Your objective:
Reduce the material below to its lines containing "impl".

START Extracted information

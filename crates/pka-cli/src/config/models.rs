use crate::error::Result;
use pkastore::ParameterStore;
use pkastore::core::params::hbond::GapPolicy;
use std::path::PathBuf;
use tracing::info;

/// Where the parameter set is read from.
#[derive(Debug, Clone, PartialEq, Eq)]
pub enum ParamsSource {
    Builtin,
    File(PathBuf),
}

#[derive(Debug, Clone, PartialEq)]
pub struct AppConfig {
    pub params: ParamsSource,
    pub gap_policy: GapPolicy,
}

impl AppConfig {
    pub fn load_store(&self) -> Result<ParameterStore> {
        let store = match &self.params {
            ParamsSource::Builtin => {
                info!("Using the built-in parameter set.");
                ParameterStore::builtin_with_policy(self.gap_policy)?
            }
            ParamsSource::File(path) => {
                info!("Loading parameter set from '{}'.", path.display());
                ParameterStore::load_with_policy(path, self.gap_policy)?
            }
        };
        Ok(store)
    }
}
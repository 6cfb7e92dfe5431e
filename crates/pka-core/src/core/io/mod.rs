//! Export of completed parameter matrices for inspection by external tools.

pub mod export;
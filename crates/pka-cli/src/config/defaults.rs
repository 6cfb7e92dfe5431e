use pkastore::core::params::hbond::GapPolicy;

pub struct DefaultsConfig {
    pub gap_policy: GapPolicy,
}

impl Default for DefaultsConfig {
    fn default() -> Self {
        Self {
            gap_policy: GapPolicy::Reject,
        }
    }
}
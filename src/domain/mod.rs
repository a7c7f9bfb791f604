// ==========================================
// 线缆生产订单管理系统 - 领域层
// ==========================================
// 职责: 实体与类型定义, 不含数据访问与业务流程
// ==========================================

pub mod order;
pub mod production_log;
pub mod spool;
pub mod types;

// 重导出核心实体
pub use order::{OrderDraft, ProductionSpecification, SpecificationDraft, WorkOrder};
pub use production_log::ProductionLog;
pub use spool::{Spool, SpoolDraft};
pub use types::{OrderStatus, SpoolType};
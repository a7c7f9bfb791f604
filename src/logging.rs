// ==========================================
// 日志系统初始化
// ==========================================
// 使用 tracing 和 tracing-subscriber
// 支持环境变量配置日志级别与输出格式
// ==========================================

use tracing_subscriber::{fmt, EnvFilter};

/// 初始化日志系统
///
/// # 环境变量
/// - RUST_LOG: 日志级别过滤器（默认: info）
///   例如: RUST_LOG=debug 或 RUST_LOG=cable_order_core=trace
/// - CABLE_ORDER_CORE_LOG_JSON=1: 输出 JSON 格式（供日志采集）
pub fn init() {
    // 从环境变量读取日志级别，默认为 info
    let filter = EnvFilter::try_from_default_env().unwrap_or_else(|_| EnvFilter::new("info"));

    let json_output = std::env::var("CABLE_ORDER_CORE_LOG_JSON")
        .map(|v| matches!(v.trim(), "1" | "true" | "on"))
        .unwrap_or(false);

    if json_output {
        fmt()
            .with_env_filter(filter)
            .with_target(true)
            .json()
            .init();
    } else {
        fmt()
            .with_env_filter(filter)
            .with_target(true)
            .with_line_number(true)
            .init();
    }
}

/// 初始化测试环境的日志系统
///
/// 使用更详细的日志级别，便于调试
pub fn init_test() {
    let _ = fmt()
        .with_env_filter(EnvFilter::new("debug"))
        .with_test_writer()
        .try_init();
}
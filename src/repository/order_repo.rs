// ==========================================
// WorkOrderRepository - 生产订单仓储
// ==========================================
// 红线: Repository 不做业务逻辑, 只做数据映射
// 说明: 订单与工艺规格同属一个一致性域, 创建时在同一事务内写入
// ==========================================

use crate::domain::order::{ProductionSpecification, WorkOrder};
use crate::domain::types::OrderStatus;
use crate::repository::error::{RepositoryError, RepositoryResult};
use chrono::{NaiveDate, NaiveDateTime};
use rusqlite::{params, Connection};
use std::sync::{Arc, Mutex};

pub struct WorkOrderRepository {
    conn: Arc<Mutex<Connection>>,
}

impl WorkOrderRepository {
    /// 创建新的生产订单仓储
    pub fn new(conn: Arc<Mutex<Connection>>) -> Self {
        Self { conn }
    }

    /// 获取数据库连接
    fn get_conn(&self) -> RepositoryResult<std::sync::MutexGuard<Connection>> {
        self.conn
            .lock()
            .map_err(|e| RepositoryError::LockError(e.to_string()))
    }

    // ==========================================
    // 写入操作
    // ==========================================

    /// 创建订单 (连同工艺规格, 同一事务)
    ///
    /// # 返回
    /// - `Ok(order_id)`: 成功插入
    /// - `Err(...)`: 数据库错误
    pub fn create(
        &self,
        order: &WorkOrder,
        spec: &ProductionSpecification,
    ) -> RepositoryResult<String> {
        let mut conn = self.get_conn()?;
        let tx = conn.transaction()?;

        tx.execute(
            r#"INSERT INTO work_order (
                order_id, customer_id, product_code, conductor_material,
                cross_section_mm2, total_order_weight_kg, total_order_length_m,
                status, order_date, delivery_date, created_at, updated_at
            ) VALUES (?, ?, ?, ?, ?, ?, ?, ?, ?, ?, ?, ?)"#,
            params![
                order.order_id,
                order.customer_id,
                order.product_code,
                order.conductor_material,
                order.cross_section_mm2,
                order.total_order_weight_kg,
                order.total_order_length_m,
                order.status.to_db_str(),
                order.order_date.format("%Y-%m-%d").to_string(),
                order.delivery_date.map(|d| d.format("%Y-%m-%d").to_string()),
                order.created_at.format("%Y-%m-%d %H:%M:%S").to_string(),
                order.updated_at.format("%Y-%m-%d %H:%M:%S").to_string(),
            ],
        )?;

        tx.execute(
            r#"INSERT INTO production_spec (
                order_id, insulation_thickness_mm, line_speed_m_per_min,
                diameter_tolerance_mm, thickness_tolerance_mm, notes
            ) VALUES (?, ?, ?, ?, ?, ?)"#,
            params![
                spec.order_id,
                spec.insulation_thickness_mm,
                spec.line_speed_m_per_min,
                spec.diameter_tolerance_mm,
                spec.thickness_tolerance_mm,
                spec.notes,
            ],
        )?;

        tx.commit()?;
        Ok(order.order_id.clone())
    }

    /// 状态转换 (带期望状态检查)
    ///
    /// # 并发控制
    /// UPDATE 附带 `status = expected` 条件; 行数为 0 时区分
    /// “记录不存在”与“状态已被并发修改”。
    ///
    /// # 错误
    /// - `RepositoryError::StaleState`: 当前状态与期望不符
    /// - `RepositoryError::NotFound`: order_id 不存在
    pub fn update_status(
        &self,
        order_id: &str,
        expected: OrderStatus,
        next: OrderStatus,
    ) -> RepositoryResult<()> {
        let conn = self.get_conn()?;
        let now = chrono::Utc::now().naive_utc();

        let rows_affected = conn.execute(
            "UPDATE work_order SET status = ?, updated_at = ? WHERE order_id = ? AND status = ?",
            params![
                next.to_db_str(),
                now.format("%Y-%m-%d %H:%M:%S").to_string(),
                order_id,
                expected.to_db_str(),
            ],
        )?;

        if rows_affected == 0 {
            let actual: Result<String, _> = conn.query_row(
                "SELECT status FROM work_order WHERE order_id = ?",
                params![order_id],
                |row| row.get(0),
            );

            return match actual {
                Ok(actual_status) => Err(RepositoryError::StaleState {
                    message: format!(
                        "order_id={}, expected={}, actual={}",
                        order_id,
                        expected.to_db_str(),
                        actual_status
                    ),
                }),
                Err(_) => Err(RepositoryError::NotFound {
                    entity: "WorkOrder".to_string(),
                    id: order_id.to_string(),
                }),
            };
        }

        Ok(())
    }

    /// 更新工艺规格
    ///
    /// 是否允许更新由生命周期引擎判定 (仅 PENDING), 仓储不做状态检查。
    pub fn update_specification(&self, spec: &ProductionSpecification) -> RepositoryResult<()> {
        let conn = self.get_conn()?;

        let rows_affected = conn.execute(
            r#"UPDATE production_spec
               SET insulation_thickness_mm = ?, line_speed_m_per_min = ?,
                   diameter_tolerance_mm = ?, thickness_tolerance_mm = ?, notes = ?
               WHERE order_id = ?"#,
            params![
                spec.insulation_thickness_mm,
                spec.line_speed_m_per_min,
                spec.diameter_tolerance_mm,
                spec.thickness_tolerance_mm,
                spec.notes,
                spec.order_id,
            ],
        )?;

        if rows_affected == 0 {
            return Err(RepositoryError::NotFound {
                entity: "ProductionSpecification".to_string(),
                id: spec.order_id.clone(),
            });
        }

        Ok(())
    }

    // ==========================================
    // 查询操作
    // ==========================================

    /// 按ID查询订单
    pub fn find_by_id(&self, order_id: &str) -> RepositoryResult<Option<WorkOrder>> {
        let conn = self.get_conn()?;

        match conn.query_row(
            r#"SELECT order_id, customer_id, product_code, conductor_material,
                      cross_section_mm2, total_order_weight_kg, total_order_length_m,
                      status, order_date, delivery_date, created_at, updated_at
               FROM work_order
               WHERE order_id = ?"#,
            params![order_id],
            |row| Self::map_order_row(row),
        ) {
            Ok(order) => Ok(Some(order)),
            Err(rusqlite::Error::QueryReturnedNoRows) => Ok(None),
            Err(e) => Err(e.into()),
        }
    }

    /// 按状态查询订单列表 (None 查询全部)
    pub fn list_by_status(&self, status: Option<OrderStatus>) -> RepositoryResult<Vec<WorkOrder>> {
        let conn = self.get_conn()?;

        let sql_all = r#"SELECT order_id, customer_id, product_code, conductor_material,
                      cross_section_mm2, total_order_weight_kg, total_order_length_m,
                      status, order_date, delivery_date, created_at, updated_at
               FROM work_order
               ORDER BY created_at DESC, order_id"#;
        let sql_filtered = r#"SELECT order_id, customer_id, product_code, conductor_material,
                      cross_section_mm2, total_order_weight_kg, total_order_length_m,
                      status, order_date, delivery_date, created_at, updated_at
               FROM work_order
               WHERE status = ?
               ORDER BY created_at DESC, order_id"#;

        let orders = match status {
            Some(s) => {
                let mut stmt = conn.prepare(sql_filtered)?;
                let rows = stmt
                    .query_map(params![s.to_db_str()], |row| Self::map_order_row(row))?
                    .collect::<Result<Vec<WorkOrder>, _>>()?;
                rows
            }
            None => {
                let mut stmt = conn.prepare(sql_all)?;
                let rows = stmt
                    .query_map([], |row| Self::map_order_row(row))?
                    .collect::<Result<Vec<WorkOrder>, _>>()?;
                rows
            }
        };

        Ok(orders)
    }

    /// 查询订单的工艺规格
    pub fn find_specification(
        &self,
        order_id: &str,
    ) -> RepositoryResult<Option<ProductionSpecification>> {
        let conn = self.get_conn()?;

        match conn.query_row(
            r#"SELECT order_id, insulation_thickness_mm, line_speed_m_per_min,
                      diameter_tolerance_mm, thickness_tolerance_mm, notes
               FROM production_spec
               WHERE order_id = ?"#,
            params![order_id],
            |row| {
                Ok(ProductionSpecification {
                    order_id: row.get(0)?,
                    insulation_thickness_mm: row.get(1)?,
                    line_speed_m_per_min: row.get(2)?,
                    diameter_tolerance_mm: row.get(3)?,
                    thickness_tolerance_mm: row.get(4)?,
                    notes: row.get(5)?,
                })
            },
        ) {
            Ok(spec) => Ok(Some(spec)),
            Err(rusqlite::Error::QueryReturnedNoRows) => Ok(None),
            Err(e) => Err(e.into()),
        }
    }

    /// 映射数据库行到 WorkOrder 对象
    fn map_order_row(row: &rusqlite::Row) -> rusqlite::Result<WorkOrder> {
        let status_str: String = row.get(7)?;
        Ok(WorkOrder {
            order_id: row.get(0)?,
            customer_id: row.get(1)?,
            product_code: row.get(2)?,
            conductor_material: row.get(3)?,
            cross_section_mm2: row.get(4)?,
            total_order_weight_kg: row.get(5)?,
            total_order_length_m: row.get(6)?,
            status: OrderStatus::from_str(&status_str).ok_or_else(|| {
                rusqlite::Error::FromSqlConversionFailure(
                    7,
                    rusqlite::types::Type::Text,
                    format!("非法订单状态: {}", status_str).into(),
                )
            })?,
            order_date: parse_date(row, 8)?,
            delivery_date: row
                .get::<_, Option<String>>(9)?
                .and_then(|s| NaiveDate::parse_from_str(&s, "%Y-%m-%d").ok()),
            created_at: parse_datetime(row, 10)?,
            updated_at: parse_datetime(row, 11)?,
        })
    }
}

/// 解析 TEXT 列中的日期 (%Y-%m-%d)
pub(super) fn parse_date(row: &rusqlite::Row, idx: usize) -> rusqlite::Result<NaiveDate> {
    let s: String = row.get(idx)?;
    NaiveDate::parse_from_str(&s, "%Y-%m-%d").map_err(|e| {
        rusqlite::Error::FromSqlConversionFailure(idx, rusqlite::types::Type::Text, Box::new(e))
    })
}

/// 解析 TEXT 列中的时间戳 (%Y-%m-%d %H:%M:%S)
pub(super) fn parse_datetime(row: &rusqlite::Row, idx: usize) -> rusqlite::Result<NaiveDateTime> {
    let s: String = row.get(idx)?;
    NaiveDateTime::parse_from_str(&s, "%Y-%m-%d %H:%M:%S").map_err(|e| {
        rusqlite::Error::FromSqlConversionFailure(idx, rusqlite::types::Type::Text, Box::new(e))
    })
}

END Extracted information

Response box:
impl AppConfig {
impl Default for DefaultsConfig {
impl WorkOrderRepository {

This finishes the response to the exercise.